Solamente los criados paganos debían lavar los pies a sus amos. Los judíos de raza y de credo estaban dispensados de hacerlo. Comprendemos entonces el rechazo de Pedro: “Tú no me lavarás los pies jamás”, dice en forma rotunda. Pero ante la insistencia del Maestro, se deja convencer.

Al final Jesús pregunta a los Doce: “¿Comprendéis lo que he hecho?. Así también vosotros debéis lavaros los pies unos a otros”.

Enseguida el Señor comparte con ellos el pan y el vino, diciéndoles: “Tomad y comed, esto es mi Cuerpo. Tomad y bebed, esta es mi Sangre”. Un gesto que inauguraba el signo oficial de la Iglesia, el cual traduce: Amor generoso y constructivo.

La multiplicación de los panes y los pescados que los evangelistas cuentan, sirvió de antemano para mentalizar a los discípulos sobre el Pan de Vida que el Señor les daría.

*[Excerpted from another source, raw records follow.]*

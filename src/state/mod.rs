//! Hypermedia application states.
//!
//! This module provides the navigation engine: immutable snapshots of one
//! HTTP exchange, typed by the resource they represent, and the transitions
//! between them.
//!
//! # Architecture
//!
//! - [`ApplicationState`] - Generic engine over a [`ResourceKind`]
//! - [`StateKind`] / [`EntityPolicy`] - Closed set of resource types and their parse rules
//! - [`StateFactory`] - Maps kinds to profiles; [`ExtensionStateFactory`] overrides a subset
//! - [`AnyState`] - A state whose kind is only known at run time
//! - Per-resource transitions (`read_parents`, `add_comment`, ...) as inherent
//!   methods on the `XState` aliases
//!
//! # Example
//!
//! ```no_run
//! use gedcomx_client::{ClientConfig, GedcomxClient};
//!
//! # async fn example() -> Result<(), Box<dyn std::error::Error>> {
//! let client = GedcomxClient::new(&ClientConfig::default())?;
//! let tree = client
//!     .read_collection("https://api.example.com/platform/collections/tree", &[])
//!     .await?
//!     .authenticate_with_access_token("token")?;
//! if let Some(person) = tree.read_person_by_id("KWQS-BBQ", &[]).await? {
//!     let parents = person.read_parents(&[]).await?;
//!     println!("{parents:?}");
//! }
//! # Ok(())
//! # }
//! ```

mod any;
mod application;
mod auth;
mod collection;
mod discussion;
mod embedded;
mod error;
mod factory;
mod kind;
mod person;
mod place;
mod resources;
mod results;
mod source;
mod user;

pub use any::AnyState;
pub use application::ApplicationState;
pub use embedded::EmbeddedResource;
pub use error::StateError;
pub use factory::{
    DefaultStateFactory, ExtensionStateFactory, GEDCOMX_VARIANT, StateFactory, StateProfile,
    StateRegistry,
};
pub use kind::{EntityPolicy, ResourceKind, StateKind};
pub use resources::{
    AgentResource, AgentState, ChangeHistoryResource, ChangeHistoryState, CollectionResource,
    CollectionState, DiscussionResource, DiscussionState, PersonChildrenResource,
    PersonChildrenState, PersonMatchResultsResource, PersonMatchResultsState,
    PersonMergeResource, PersonMergeState, PersonNonMatchesResource, PersonNonMatchesState,
    PersonParentsResource, PersonParentsState, PersonResource, PersonSearchResultsResource,
    PersonSearchResultsState, PersonSpousesResource, PersonSpousesState, PersonState,
    PlaceResource, PlaceState, RelationshipResource, RelationshipState,
    SourceDescriptionResource, SourceDescriptionState, UserResource, UserState,
};

pub(crate) use application::to_body;
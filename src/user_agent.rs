//! Shared User-Agent string for API traffic.
//!
//! Single source for project URL and UA format so every transport built by
//! the crate identifies itself the same way.

/// Project URL for User-Agent identification.
const PROJECT_UA_URL: &str = "https://github.com/gedcomx/gedcomx-rs-client";

/// Default User-Agent for API requests.
#[must_use]
pub(crate) fn default_user_agent() -> String {
    let version = env!("CARGO_PKG_VERSION");
    format!("gedcomx-client/{version} (hypermedia-navigator; +{PROJECT_UA_URL})")
}
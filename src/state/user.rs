//! User transitions.

use reqwest::Method;

use super::StateError;
use super::resources::{PersonResource, PersonState, UserState};
use crate::link::{TemplateVars, rel};
use crate::modifier::RequestModifier;

impl UserState {
    /// The tree person linked to this user.
    ///
    /// # Errors
    ///
    /// Returns [`StateError`] on transport failure or an error status.
    pub async fn read_person(
        &self,
        modifiers: &[&dyn RequestModifier],
    ) -> Result<Option<PersonState>, StateError> {
        self.follow::<PersonResource>(Method::GET, rel::PERSON, &TemplateVars::new(), None, modifiers)
            .await
    }
}
//! HTTP transport and middleware.
//!
//! This module provides the send function the navigation engine routes every
//! exchange through, and the cross-cutting middleware that wraps it.
//!
//! # Architecture
//!
//! - [`Transport`] - Async trait for the terminal send function
//! - [`ReqwestTransport`] - reqwest-backed transport
//! - [`Middleware`] / [`Next`] - Composable wrappers around the send function
//! - [`HttpPipeline`] - Ordered middleware chain plus transport
//! - [`ThrottlingMiddleware`] - Bounded retry for 429 + `Retry-After`
//! - [`LoggingMiddleware`] - Per-attempt request/response events
//! - [`ExperimentsMiddleware`] - Fixed feature-tag header on every request
//!
//! # Example
//!
//! ```no_run
//! use std::sync::Arc;
//! use gedcomx_client::transport::{
//!     HttpPipeline, LoggingMiddleware, ReqwestTransport, ThrottlingMiddleware,
//! };
//!
//! # fn example() -> Result<(), Box<dyn std::error::Error>> {
//! let pipeline = HttpPipeline::new(Arc::new(ReqwestTransport::new()?))
//!     .with(Arc::new(ThrottlingMiddleware::new(2)))
//!     .with(Arc::new(LoggingMiddleware::default()));
//! # Ok(())
//! # }
//! ```

mod client;
mod error;
mod experiments;
mod logging;
mod message;
mod pipeline;
mod status;
mod throttle;

pub use client::{CONNECT_TIMEOUT_SECS, READ_TIMEOUT_SECS, ReqwestTransport};
pub use error::TransportError;
pub use experiments::{ExperimentsMiddleware, FEATURE_TAG_HEADER};
pub use logging::LoggingMiddleware;
pub use message::{HttpRequest, HttpResponse, THROTTLED_HEADER};
pub use pipeline::{HttpPipeline, Middleware, Next, Transport};
pub use status::StatusClass;
pub use throttle::{
    DEFAULT_MAX_THROTTLE_RETRIES, MAX_RETRY_AFTER, RetryBudget, ThrottlingMiddleware,
    parse_retry_after,
};
//! Request/response observability.
//!
//! [`LoggingMiddleware`] emits one event before each send (method, URI and
//! headers) and one after each response (status, status class, `Warning`
//! headers). It never alters the request or response.

use async_trait::async_trait;
use reqwest::header::{AUTHORIZATION, HeaderMap, PROXY_AUTHORIZATION};
use tracing::{debug, info, warn};

use super::{HttpRequest, HttpResponse, Middleware, Next, TransportError};

const REDACTED: &str = "<redacted>";

/// Middleware that logs every attempt that passes through it.
#[derive(Debug, Clone)]
pub struct LoggingMiddleware {
    log_headers: bool,
}

impl Default for LoggingMiddleware {
    fn default() -> Self {
        Self::new(true)
    }
}

impl LoggingMiddleware {
    /// Creates a logging middleware; `log_headers` controls header dumps.
    #[must_use]
    pub fn new(log_headers: bool) -> Self {
        Self { log_headers }
    }
}

#[async_trait]
impl Middleware for LoggingMiddleware {
    fn name(&self) -> &str {
        "logging"
    }

    async fn handle(
        &self,
        request: HttpRequest,
        next: Next<'_>,
    ) -> Result<HttpResponse, TransportError> {
        let method = request.method.clone();
        let uri = request.uri.to_string();

        if self.log_headers {
            debug!(
                method = %method,
                uri = %uri,
                headers = %render_headers(&request.headers),
                "sending request"
            );
        } else {
            debug!(method = %method, uri = %uri, "sending request");
        }

        let result = next.run(request).await;

        match &result {
            Ok(response) => {
                let class = response.status_class();
                for warning in response.warnings() {
                    warn!(method = %method, uri = %uri, warning, "server warning");
                }
                if class.is_error() {
                    info!(
                        method = %method,
                        uri = %uri,
                        status = response.status.as_u16(),
                        class = class.as_str(),
                        "request failed"
                    );
                } else {
                    debug!(
                        method = %method,
                        uri = %uri,
                        status = response.status.as_u16(),
                        class = class.as_str(),
                        "response received"
                    );
                }
                if self.log_headers {
                    debug!(headers = %render_headers(&response.headers), "response headers");
                }
            }
            Err(error) => {
                warn!(method = %method, uri = %uri, error = %error, "transport failure");
            }
        }

        result
    }
}

/// Renders headers as `name: value` pairs with credentials redacted.
fn render_headers(headers: &HeaderMap) -> String {
    headers
        .iter()
        .map(|(name, value)| {
            let shown = if name == AUTHORIZATION || name == PROXY_AUTHORIZATION {
                REDACTED
            } else {
                value.to_str().unwrap_or("<binary>")
            };
            format!("{name}: {shown}")
        })
        .collect::<Vec<_>>()
        .join("; ")
}
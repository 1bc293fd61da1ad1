//! Integration tests for 429 handling through the full client pipeline.

use std::sync::Arc;

use gedcomx_client::model::GEDCOMX_JSON;
use gedcomx_client::state::{CollectionResource, DefaultStateFactory};
use gedcomx_client::transport::{FEATURE_TAG_HEADER, THROTTLED_HEADER};
use gedcomx_client::{ClientConfig, GedcomxClient, HttpResponse, StatusClass};
use reqwest::StatusCode;
use reqwest::header::{HeaderValue, RETRY_AFTER};
use wiremock::matchers::{header_regex, method, path};
use wiremock::{Mock, ResponseTemplate};

mod support;
use support::socket_guard::start_mock_server_or_skip;
use support::stub::ScriptedTransport;

fn tagged_config() -> ClientConfig {
    ClientConfig {
        feature_tags: vec!["tree-merge".to_string(), "birth-search".to_string()],
        ..ClientConfig::default()
    }
}

fn scripted_client(config: &ClientConfig, transport: &Arc<ScriptedTransport>) -> GedcomxClient {
    support::init_tracing();
    GedcomxClient::with_transport(
        config,
        transport.clone(),
        Arc::new(DefaultStateFactory::gedcomx()),
    )
    .unwrap()
}

fn throttled() -> HttpResponse {
    HttpResponse::new(StatusCode::TOO_MANY_REQUESTS)
        .with_header(RETRY_AFTER, HeaderValue::from_static("0"))
}

#[tokio::test]
async fn test_retry_budget_exhausted_over_http() {
    let Some(server) = start_mock_server_or_skip().await else {
        return;
    };
    Mock::given(method("GET"))
        .and(path("/platform/collections/tree"))
        .and(header_regex(FEATURE_TAG_HEADER.as_str(), "^tree-merge,birth-search$"))
        .respond_with(ResponseTemplate::new(429).insert_header("retry-after", "0"))
        .expect(3)
        .mount(&server)
        .await;

    let client = GedcomxClient::new(&tagged_config()).unwrap();
    let err = client
        .read_collection(&format!("{}/platform/collections/tree", server.uri()), &[])
        .await
        .unwrap_err();

    assert_eq!(err.status(), Some(StatusCode::TOO_MANY_REQUESTS));
    assert_eq!(
        err.response().unwrap().status_class(),
        StatusClass::Throttled
    );
}

#[tokio::test]
async fn test_success_after_throttle_is_marked() {
    let Some(server) = start_mock_server_or_skip().await else {
        return;
    };
    Mock::given(method("GET"))
        .and(path("/platform/collections/tree"))
        .respond_with(ResponseTemplate::new(429).insert_header("retry-after", "0"))
        .up_to_n_times(1)
        .expect(1)
        .mount(&server)
        .await;
    Mock::given(method("GET"))
        .and(path("/platform/collections/tree"))
        .respond_with(
            ResponseTemplate::new(200)
                .insert_header("content-type", GEDCOMX_JSON)
                .set_body_string(r#"{"collections": [{"id": "FSFT"}]}"#),
        )
        .expect(1)
        .mount(&server)
        .await;

    let client = GedcomxClient::new(&ClientConfig::default()).unwrap();
    let collection = client
        .read_collection(&format!("{}/platform/collections/tree", server.uri()), &[])
        .await
        .unwrap();

    assert_eq!(collection.status(), StatusCode::OK);
    assert!(collection.response().was_throttled());
    assert_eq!(
        collection.response().header_str(THROTTLED_HEADER),
        Some("true")
    );
    assert_eq!(collection.scope().unwrap().unwrap().id.as_deref(), Some("FSFT"));
}

#[tokio::test]
async fn test_every_attempt_is_tagged() {
    let transport = Arc::new(ScriptedTransport::default());
    transport.push(throttled());
    transport.push(throttled());
    transport.push(
        HttpResponse::new(StatusCode::OK).with_body(r#"{"collections": [{"id": "FSFT"}]}"#),
    );

    let client = scripted_client(&tagged_config(), &transport);
    let collection = client
        .read::<CollectionResource>("https://api.example.com/platform/collections/tree", &[])
        .await
        .unwrap();

    assert!(collection.response().was_throttled());
    let requests = transport.requests();
    assert_eq!(requests.len(), 3);
    for request in &requests {
        assert_eq!(
            request.header_str(FEATURE_TAG_HEADER),
            Some("tree-merge,birth-search")
        );
    }
}

#[tokio::test]
async fn test_zero_budget_sends_once() {
    let transport = Arc::new(ScriptedTransport::default());
    transport.push(throttled());
    let config = ClientConfig {
        max_throttle_retries: 0,
        ..ClientConfig::default()
    };

    let err = scripted_client(&config, &transport)
        .read_collection("https://api.example.com/platform/collections/tree", &[])
        .await
        .unwrap_err();
    assert_eq!(err.status(), Some(StatusCode::TOO_MANY_REQUESTS));
    assert_eq!(transport.attempts(), 1);
}

#[tokio::test]
async fn test_unparsable_retry_after_is_not_retried() {
    let transport = Arc::new(ScriptedTransport::default());
    transport.push(
        HttpResponse::new(StatusCode::TOO_MANY_REQUESTS)
            .with_header(RETRY_AFTER, HeaderValue::from_static("later")),
    );

    let err = scripted_client(&ClientConfig::default(), &transport)
        .read_collection("https://api.example.com/platform/collections/tree", &[])
        .await
        .unwrap_err();
    assert_eq!(err.status(), Some(StatusCode::TOO_MANY_REQUESTS));
    assert_eq!(transport.attempts(), 1);
}

#[tokio::test]
async fn test_budgets_are_per_exchange() {
    let transport = Arc::new(ScriptedTransport::default());
    let client = scripted_client(&ClientConfig::default(), &transport);
    for _ in 0..2 {
        transport.push(throttled());
        transport.push(throttled());
        transport.push(HttpResponse::new(StatusCode::OK).with_body(r#"{"collections": []}"#));
        client
            .read_collection("https://api.example.com/platform/collections/tree", &[])
            .await
            .unwrap();
    }
    assert_eq!(transport.attempts(), 6);
}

Los apóstoles le insinúan al Señor que despida aquella multitud que los sigue. Estaban cansados y hambrientos. Pero Él les devuelve el problema, diciéndoles: “Dadles vosotros de comer”. Entonces Jesús bendice el alimento y los discípulos lo reparten, dando de comer con cinco panes y dos pescados, a más de cinco mil hombres.

Los primeros cristianos asimilaron bien estas enseñanzas. Según nos dice el libro de Los Hechos, “tenían un solo corazón y una sola alma. No había entre ellos ningún necesitado”.

El Sacramento del Altar nos ha de abrir entonces el corazón. La democracia que se admira cada domingo en nuestros templos, donde todos somos hermanos, no puede ser meramente de un tiempo y un espacio. Ha de ser el clima normal de quienes creemos en Cristo.

Se cuenta de un señor medieval, que gustaba de participar en la liturgia del vecino monasterio.

Pero un día le sucedió algo extraño. De regreso a su castillo, una nube le cubrió los ojos. Sólo alcanzaba a divisar sus extensos trigales, sus pródigos viñedos, sus colmados graneros. Pero no veía personas. No distinguía a sus parientes y amigos. Ni a sus criados. Asustado, consultó con el abad Hilario. El cual, luego de hacer oración, le dijo: Hermano, eso te ocurre porque no has entendido que participar en la Misa es un compromiso fraterno. Comienza a compartir y vas a descubrir a tantos pobres que te rodean. Comprenderás los dones que el Señor te ha dado y además tu inmensa capacidad de lavar los pies y alimentar a los prójimos.